Instructions to make Creamy black rice with squid and olive oil recipe:
- Start by making a light aioli (garlic mayonnaise) sauce. To do this, make a mayonnaise in a bowl. Add a tablespoon of squid ink and a clove of garlic either crushed in a garlic press or chopped very finely. Mix together until completely blended.
- Once the mayonnaise is well blended with the garlic and squid ink, add a tablespoon of Extra Virgin Olive Oil from Spain which will give it a unique and amazing gloss.
- Lightly cover the base of a low-sided pan with Extra Virgin Olive Oil from Spain and gently fry the pepper, onion and garlic, all cut into very small cubes.
- When they start to take on a sheen, add the tomato paste and fry everything together for a couple of minutes.
- Add the squid, cut into small chunks, and cook until the colour changes. Season to taste. Keep aside some of the tentacles and squid rings to fry in Extra Virgin Olive Oil from Spain so they can be used as a final garnish for this spectacular dish.
- Add the rice and mix together. Pour in the white wine and, once the alcohol has evaporated, add two tablespoons of squid ink and stir.
- Now add the stock little by little and as it evaporates keep on adding more stock until the rice is ‘al dente’. Dissolve the remaining two tablespoons of squid ink in the last cup of stock just before it is ready to be added.

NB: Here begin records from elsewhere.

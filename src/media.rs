use std::io::Read;
use std::path::Path;

use anyhow::{Context, Result};
use symphonia::core::audio::SampleBuffer;
use symphonia::core::codecs::DecoderOptions;
use symphonia::core::errors::Error as SymphoniaError;
use symphonia::core::formats::FormatOptions;
use symphonia::core::io::MediaSourceStream;
use symphonia::core::meta::MetadataOptions;
use symphonia::core::probe::Hint;
use symphonia::default::{get_codecs, get_probe};

use crate::audio::AudioBuffer;

pub const SUPPORTED_EXTS: &[&str] = &["wav", "mp3", "m4a", "aac", "ogg"];

/// Load episode audio from a local path or an http(s) URL and decode it to
/// a mono buffer. The transport is opaque to the editor; the station only
/// needs a seekable in-memory buffer.
pub fn load_media(source: &str) -> Result<AudioBuffer> {
    if source.starts_with("http://") || source.starts_with("https://") {
        let bytes = fetch_bytes(source)?;
        decode_bytes(bytes, ext_of(source))
    } else {
        let path = Path::new(source);
        let bytes = std::fs::read(path)
            .with_context(|| format!("read audio file: {}", path.display()))?;
        decode_bytes(bytes, ext_of(source))
    }
}

fn ext_of(source: &str) -> Option<&str> {
    let tail = source.rsplit('/').next().unwrap_or(source);
    let tail = tail.split('?').next().unwrap_or(tail);
    let (_, ext) = tail.rsplit_once('.')?;
    SUPPORTED_EXTS
        .iter()
        .find(|e| ext.eq_ignore_ascii_case(e))
        .copied()
}

fn fetch_bytes(url: &str) -> Result<Vec<u8>> {
    let resp = ureq::get(url)
        .call()
        .with_context(|| format!("fetch audio: {url}"))?;
    let mut bytes = Vec::new();
    resp.into_body()
        .into_reader()
        .read_to_end(&mut bytes)
        .with_context(|| format!("read audio body: {url}"))?;
    Ok(bytes)
}

pub fn decode_bytes(bytes: Vec<u8>, ext_hint: Option<&str>) -> Result<AudioBuffer> {
    let mss = MediaSourceStream::new(Box::new(std::io::Cursor::new(bytes)), Default::default());
    let mut hint = Hint::new();
    if let Some(ext) = ext_hint {
        hint.with_extension(ext);
    }
    let probed = get_probe()
        .format(
            &hint,
            mss,
            &FormatOptions::default(),
            &MetadataOptions::default(),
        )
        .context("probe audio container")?;
    let mut format = probed.format;
    let track = format.default_track().context("no default track")?.clone();
    let mut decoder = get_codecs().make(&track.codec_params, &DecoderOptions::default())?;
    let track_id = track.id;
    let mut sample_rate = track.codec_params.sample_rate.unwrap_or(0);

    let mut mono: Vec<f32> = Vec::new();
    loop {
        let packet = match format.next_packet() {
            Ok(p) => p,
            Err(SymphoniaError::DecodeError(_)) => continue,
            Err(SymphoniaError::IoError(err))
                if err.kind() == std::io::ErrorKind::UnexpectedEof =>
            {
                break;
            }
            Err(SymphoniaError::ResetRequired) => break,
            Err(err) => return Err(err.into()),
        };
        if packet.track_id() != track_id {
            continue;
        }
        let decoded = match decoder.decode(&packet) {
            Ok(d) => d,
            Err(SymphoniaError::DecodeError(_)) => continue,
            Err(SymphoniaError::IoError(err))
                if err.kind() == std::io::ErrorKind::UnexpectedEof =>
            {
                break;
            }
            Err(err) => return Err(err.into()),
        };
        if sample_rate == 0 {
            sample_rate = decoded.spec().rate;
        }
        let channels = decoded.spec().channels.count().max(1);
        let mut buf = SampleBuffer::<f32>::new(decoded.capacity() as u64, *decoded.spec());
        buf.copy_interleaved_ref(decoded);
        for frame in buf.samples().chunks(channels) {
            let mut acc = 0.0f32;
            for &v in frame {
                acc += v;
            }
            mono.push(acc / channels as f32);
        }
    }
    if sample_rate == 0 {
        anyhow::bail!("unknown sample rate");
    }
    Ok(AudioBuffer::new(mono, sample_rate))
}

/// Quiet synthetic tone used by the dummy episode so playback controls work
/// with no media on disk.
pub fn synth_tone(duration_secs: f64, sample_rate: u32) -> AudioBuffer {
    let sr = sample_rate.max(1);
    let frames = (duration_secs.max(0.0) * sr as f64) as usize;
    let mut samples = Vec::with_capacity(frames);
    for i in 0..frames {
        let t = i as f32 / sr as f32;
        samples.push((t * 220.0 * std::f32::consts::TAU).sin() * 0.15);
    }
    AudioBuffer::new(samples, sr)
}

#[cfg(test)]
mod tests {
    use super::*;

    #[test]
    fn ext_hint_parses_urls_and_paths() {
        assert_eq!(ext_of("https://cdn.example/ep/123.mp3?sig=abc"), Some("mp3"));
        assert_eq!(ext_of("/tmp/show.WAV"), Some("wav"));
        assert_eq!(ext_of("no-extension"), None);
        assert_eq!(ext_of("weird.xyz"), None);
    }

    #[test]
    fn synth_tone_length_matches_duration() {
        let buf = synth_tone(2.0, 8_000);
        assert_eq!(buf.len(), 16_000);
        assert!((buf.duration_secs() - 2.0).abs() < 1e-9);
    }
}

- Test the rice grains to make sure they are ready and then serve with some chopped parsley and the garlic mayonnaise.
Wash the squids with cold water. Remove in all of them the thin film that covers the body. For a creamier rice, you need to add he broth slowly - the slower the broth is added creamier the rice would be. Rice with Calamares /Rice with Squid black sauce. Black rice gets its dark color from the antioxidant called anthocyanin.

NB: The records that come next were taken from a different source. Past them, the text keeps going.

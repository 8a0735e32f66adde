use egui::{Color32, RichText};

use crate::review::{Command, SaveStatus};
use crate::transcript::format_timestamp;

impl crate::app::AdScrub {
    pub(in crate::app) fn ui_topbar(&mut self, ctx: &egui::Context) {
        egui::TopBottomPanel::top("topbar").show(ctx, |ui| {
            ui.horizontal(|ui| {
                if ui.button("Open…").clicked() {
                    self.open_episode_dialog();
                }
                ui.separator();
                ui.strong(self.episode_title.clone());

                ui.separator();
                let playing = self.session.playback().is_playing();
                let play_label = if playing { "⏸" } else { "⏵" };
                if ui.button(play_label).clicked() {
                    self.dispatch(Command::PlayPause);
                }
                let pos = self.session.playback().position();
                let duration = self.session.playback().duration();
                let duration_text = if duration.is_finite() {
                    format_timestamp(duration)
                } else {
                    "?:??".to_string()
                };
                ui.monospace(format!("{} / {}", format_timestamp(pos), duration_text));

                ui.separator();
                let vol = ui.add(
                    egui::Slider::new(&mut self.volume_db, -60.0..=6.0)
                        .text("dB")
                        .show_value(false),
                );
                if vol.changed() {
                    self.apply_volume();
                }

                ui.with_layout(egui::Layout::right_to_left(egui::Align::Center), |ui| {
                    match self.session.save_status() {
                        SaveStatus::Idle => {}
                        SaveStatus::Saving => {
                            ui.spinner();
                            ui.label(RichText::new("saving…").color(Color32::LIGHT_YELLOW));
                        }
                        SaveStatus::Success => {
                            ui.label(RichText::new("saved").color(Color32::LIGHT_GREEN));
                        }
                        SaveStatus::Error => {
                            ui.label(
                                RichText::new("save failed — try again")
                                    .color(Color32::LIGHT_RED),
                            );
                        }
                    }
                    ui.label(format!(
                        "{}/{} reviewed",
                        self.session.reviewed_count(),
                        self.session.candidates().len()
                    ));
                    if !self.audio_available {
                        ui.label(RichText::new("no audio device").color(Color32::LIGHT_RED));
                    }
                    if self.media_rx.is_some() {
                        ui.spinner();
                        ui.label("loading media…");
                    }
                    if let Some(err) = &self.media_error {
                        ui.label(RichText::new(err).color(Color32::LIGHT_RED));
                    }
                });
            });
        });
    }
}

So that’s going to wrap this up for this special food creamy black rice with squid and olive oil recipe recipe. Thanks so much for your time. I am confident that you will make this at home. There is gonna be more interesting food in home recipes coming up. Don’t forget to bookmark this page on your browser, and share it to your family, friends and colleague. Thanks again for reading. Go on get cooking!